Tell Us What Castro Does
Dr. Lester CN Simon
Something odd is happening here. Take a walk through any of the wards at Holberton Hospital and you will see the plight and paradox of our nurses. Local nurses have left Antigua and Barbuda in droves and Cuban nurses have arrived in their stead. Despite the kind assistance from Cuba, there is a chronic shortage of nurses in the state and our nurses are still under extraordinary pressure. The oddity here is that there is something fundamentally “un-Cuban” about the relationship between Antigua and Barbuda and Cuba regarding the attempts to solve our nursing and some other medical problems.
I have never been to Cuba. I have read about medicine in Cuba in medical journals. I have discussed the practice of medicine in Cuba with doctors who were trained in Cuba. Most important, I have observed Cuban medical workers, including nurses, right here in Antigua and Barbuda.
President Castro would agree with the adage, “Give a man a fish and you feed him for a day. Teach him how to fish and you feed him for a lifetime”. What do you think President Castro would do if Cuban nurses migrated and the nursing service in Cuba started to decline?
I think President Castro would get a piece of paper and ask the nursing tutors to write down all the duties of a typical nurse. He would then ask the nursing tutors to get two separate pieces of paper. On one sheet of paper, the tutors would extract from the master list of duties, all of the duties that must be performed by a trained nurse. On the other piece of paper, they would write all of the duties that can be performed by someone who does not have to be trained as a typical nurse. Castro would then discard the paper with the master list of nursing duties, hold up the other two pieces of paper in both hands and decree, “Out of one nurse, many workers”.
In Holberton Hospital, we have staff nurses, registered nurses, nursing assistants, ward assistants and, at times, student nurses. The staff nurse is in charge of the ward. She must be trained for 3 years to become a registered nurse and then she has to successfully complete a post-basic 1 year course such as midwifery. The nursing assistant and the ward assistant require 18 months and 6 months of training, respectively. The nursing care of a patient is a manifold function including making the bed, bathing the patient and other forms of personal care, giving oral and injectable medication, taking blood and other samples from the patient, dressing wounds, conversing with the patient’s relatives and other visitors, recording vital signs such as pulse, temperature and blood pressure, writing nursing notes about the patient’s condition, supervising and teaching auxiliary staff, planning and implementing nursing care, and making rounds with the doctor, to name a few.
In the absence of sufficient staff, a staff nurse has to perform many of the duties that can be done by a registered nurse, a nursing assistant or a ward assistant. Added to this, a staff nurse finds it difficult to continue to accept the fact that similarly trained government workers, indeed some who have undergone less training and who are doing less work, are paid much more than a staff nurse.

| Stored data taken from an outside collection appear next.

/// Integration-level tests for the `shared` crate.
///
/// Each section tests one module; unit tests that are tightly coupled to
/// private helpers live inside the modules themselves (see `#[cfg(test)]`
/// blocks in `pagination.rs` and `server_config.rs`).
// ---------------------------------------------------------------------------
// JWT claims
// ---------------------------------------------------------------------------
#[cfg(test)]
mod jwt_tests {
    use shared::types::*;

    fn sample_claims() -> JwtClaims {
        JwtClaims {
            sub: "42".to_string(),
            iss: Some("gogear-api".to_string()),
            aud: Some(Audience::single("app")),
            iat: 1_700_000_000,
            exp: 9_999_999_999,
            nbf: None,
        }
    }

    #[test]
    fn claims_serialize_and_deserialize_roundtrip() {
        let c = sample_claims();
        let json = serde_json::to_string(&c).unwrap();
        let back: JwtClaims = serde_json::from_str(&json).unwrap();
        assert_eq!(back, c);
    }

    #[test]
    fn audience_is_written_as_a_list() {
        let json = serde_json::to_value(sample_claims()).unwrap();
        assert_eq!(json["aud"], serde_json::json!(["app"]));
    }

    #[test]
    fn audience_accepts_a_bare_string() {
        let c: JwtClaims =
            serde_json::from_str(r#"{"sub":"1","aud":"admin-app","iat":0,"exp":1}"#).unwrap();
        assert!(c.aud.unwrap().contains("admin-app"));
    }

    #[test]
    fn missing_optional_claims_are_omitted() {
        let mut c = sample_claims();
        c.iss = None;
        c.aud = None;
        let json = serde_json::to_value(&c).unwrap();
        assert!(json.get("iss").is_none());
        assert!(json.get("aud").is_none());
        assert!(json.get("nbf").is_none());
        assert!(c.audiences().is_empty());
    }

    #[test]
    fn audiences_lists_every_entry() {
        let mut c = sample_claims();
        c.aud = Some(Audience::Many(vec!["app".into(), "admin-app".into()]));
        assert_eq!(c.audiences(), vec!["app", "admin-app"]);
    }
}

// ---------------------------------------------------------------------------
// Auth wire types
// ---------------------------------------------------------------------------

#[cfg(test)]
mod auth_tests {
    use shared::types::*;

    #[test]
    fn id_token_wins_over_credential() {
        let req = GoogleCallbackRequest {
            id_token: Some("tok".into()),
            credential: Some("cred".into()),
            code: None,
        };
        assert_eq!(req.identity_token(), Some("tok"));
    }

    #[test]
    fn blank_id_token_falls_back_to_credential() {
        let req = GoogleCallbackRequest {
            id_token: Some("   ".into()),
            credential: Some("cred".into()),
            code: None,
        };
        assert_eq!(req.identity_token(), Some("cred"));
    }

    #[test]
    fn body_fields_take_priority_over_query_fields() {
        let body = GoogleCallbackRequest {
            code: Some("from-body".into()),
            ..Default::default()
        };
        let query = GoogleCallbackRequest {
            code: Some("from-query".into()),
            id_token: Some("query-token".into()),
            ..Default::default()
        };
        let merged = body.or(query);
        assert_eq!(merged.authorization_code(), Some("from-body"));
        assert_eq!(merged.identity_token(), Some("query-token"));
    }

    #[test]
    fn empty_json_body_deserializes() {
        let req: GoogleCallbackRequest = serde_json::from_str("{}").unwrap();
        assert!(req.identity_token().is_none());
        assert!(req.authorization_code().is_none());
    }

    #[test]
    fn envelope_omits_absent_state() {
        let env = TokenEnvelope {
            token_type: "Bearer".into(),
            access_token: "abc".into(),
            expires_at: 10,
            expires_in: 5,
            user: Some(TokenUser {
                id: Some(1),
                email: "a@b.c".into(),
                name: "A".into(),
                is_admin: false,
            }),
            state: None,
        };
        let json = serde_json::to_value(&env).unwrap();
        assert!(json.get("state").is_none());
        assert_eq!(json["user"]["email"], "a@b.c");
        assert_eq!(json["token_type"], "Bearer");
    }
}

// ---------------------------------------------------------------------------
// Error + health payloads
// ---------------------------------------------------------------------------

#[cfg(test)]
mod payload_tests {
    use shared::types::*;

    #[test]
    fn error_response_has_single_error_key() {
        let json = serde_json::to_value(ErrorResponse::new("token has expired")).unwrap();
        assert_eq!(json, serde_json::json!({"error": "token has expired"}));
    }

    #[test]
    fn health_reports_ok() {
        let h = Health::ok("01.01.2026 10:00:00");
        assert_eq!(h.status, "ok");
        assert_eq!(h.name, "GoGear-api");
    }
}

// ---------------------------------------------------------------------------
// Config loading
// ---------------------------------------------------------------------------

#[cfg(test)]
mod config_tests {
    use shared::config::load_config;
    use shared::types::ConfigError;
    use std::io::Write;

    fn write_config(contents: &str) -> tempfile::NamedTempFile {
        let mut file = tempfile::NamedTempFile::new().unwrap();
        file.write_all(contents.as_bytes()).unwrap();
        file
    }

    #[test]
    fn full_config_loads() {
        let file = write_config(
            r#"
            [database]
            file = "gear.db"

            [server]
            port = 9090
            log_level = "debug"

            [auth]
            jwt_secret = "a-secret"
            jwt_issuer = "gogear-api"
            jwt_audience = "app"
            jwt_admin_audience = "admin-app"
            jwt_expiry_minutes = 15
            google_client_id = "client"
            google_redirect_url = "http://localhost/cb"
            "#,
        );
        let cfg = load_config(file.path().to_str().unwrap()).unwrap();
        assert_eq!(cfg.database.file, "gear.db");
        assert_eq!(cfg.database.max_connections, 5);
        assert_eq!(cfg.server.port, 9090);
        assert_eq!(cfg.server.bind, "0.0.0.0");
        assert_eq!(cfg.auth.jwt_admin_audience, "admin-app");
        assert_eq!(cfg.auth.expiry_minutes(), 15);
        assert!(cfg.auth.google_configured());
    }

    #[test]
    fn missing_auth_section_uses_defaults() {
        let file = write_config("[database]\nfile = \"gear.db\"\n");
        let cfg = load_config(file.path().to_str().unwrap()).unwrap();
        assert_eq!(cfg.auth.expiry_minutes(), 60);
        assert_eq!(cfg.server.port, 8081);
        assert!(!cfg.auth.google_configured());
    }

    #[test]
    fn empty_file_is_rejected() {
        let file = write_config("   \n");
        let err = load_config(file.path().to_str().unwrap()).unwrap_err();
        assert!(matches!(err, ConfigError::InvalidConfig(_)));
    }

    #[test]
    fn empty_database_path_is_rejected() {
        let file = write_config("[database]\nfile = \"\"\n");
        let err = load_config(file.path().to_str().unwrap()).unwrap_err();
        assert!(matches!(err, ConfigError::InvalidConfig(_)));
    }

    #[test]
    fn unknown_log_level_is_rejected() {
        let file = write_config("[database]\nfile = \"g.db\"\n[server]\nlog_level = \"loud\"\n");
        let err = load_config(file.path().to_str().unwrap()).unwrap_err();
        assert!(matches!(err, ConfigError::InvalidConfig(_)));
    }

    #[test]
    fn malformed_toml_is_a_parse_error() {
        let file = write_config("[database\nfile = ");
        let err = load_config(file.path().to_str().unwrap()).unwrap_err();
        assert!(matches!(err, ConfigError::TomlParse(_)));
    }

    #[test]
    fn missing_file_is_an_io_error() {
        let err = load_config("/definitely/not/here.toml").unwrap_err();
        assert!(matches!(err, ConfigError::Io(_)));
    }
}

// ---------------------------------------------------------------------------
// Pagination properties
// ---------------------------------------------------------------------------

#[cfg(test)]
mod pagination_props {
    use proptest::prelude::*;
    use shared::types::pagination::{PageRequest, ResponsePayload};

    proptest! {
        #[test]
        fn accepted_requests_have_an_exact_offset(page in 1i64..=i64::MAX, limit in 1i64..=i64::MAX) {
            if let Ok(req) = PageRequest::new(page, limit) {
                prop_assert_eq!(Some(req.offset()), (page - 1).checked_mul(limit));
                prop_assert!(req.total_pages(i64::MAX) >= 1);
            }
        }

        #[test]
        fn total_pages_covers_every_item(total in 0i64..10_000, limit in 1i64..500) {
            let req = PageRequest::new(1, limit).unwrap();
            let pages = req.total_pages(total);
            prop_assert!(pages * limit >= total);
            prop_assert!(pages == 0 || (pages - 1) * limit < total);
        }

        #[test]
        fn next_link_only_before_last_page(total in 0i64..1_000, limit in 1i64..50, page in 1i64..40) {
            let req = PageRequest::new(page, limit).unwrap();
            let payload: ResponsePayload<()> = ResponsePayload::build(vec![], total, req, "/l", &[]);
            prop_assert_eq!(payload.next_page.is_some(), page < payload.total_pages);
            prop_assert_eq!(payload.prev_page.is_some(), page > 1);
        }
    }
}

But that is only a tiny part of the story. A similar financial disequilibrium is seen all across the paramedical field, in medical laboratory technology, pharmacy, radiology and physiotherapy. Equal work should not have to beg for equal pay.
Observation shows that some Cuban workers, like some laboratory technologists and some nurses are very good in some aspects of their work to the exclusion of other, interrelated parts. It is clear that many of them were very well trained to suit a particular job function. This is in contrast to our local medical laboratory technologists and nurses who are first trained generally and then secondarily as specialists. Our training in many areas is equivalent to understanding the whole hand and then specialising in a particular finger. In many instances, training in Cuba for some medical workers seems to be the equivalent of mastering the details of a particular finger from the start.
The digital approach in Cuba makes sense to Cubans because all able Cuban citizens must contribute and all must be educated, housed, clothed, fed and be happy. Additionally, it initially ties the workers to their country since their skills are part of a larger, integrated system, without which these workers are not very marketable internationally. In time, the worker can easily augment their expertise and step over from one digit to another to cover the entire hand. By this time, the state has benefited enormously from the erstwhile digitalised workers.
President Castro would tell us that we have to attract more workers into the positions of ward assistant and nursing assistant while we continue to train more nurses. The ward assistant and nursing assistant must be given the opportunity through well designed courses to go on to become nurses. Trainees in other paramedical fields, like laboratory medicine, should be allowed to pursue a similar path. But President Castro knows that all these trainees will only enter the field and accept these opportunities if they are paid the equivalent of what similarly trained and equivalent government workers are paid. President Castro knows that equal work demands equally high or equally low wages.
It is not just what Castro said. Rather, it is what we said to President Castro. Somebody is not telling him the truth. When we do, we will reap the central benefit of the Cuban revolution, which is: applied education for the good life that all of us want to live. The sad part of this medical assistance drama is that like Cuba, we need a revolution in medicine in this country and our path to success is so much easier than Cuba’s. But then again, President Castro would probably tell us that the hardest revolution is the revolution of the mind. Unfortunately, unlike President Castro, history will not absolve us.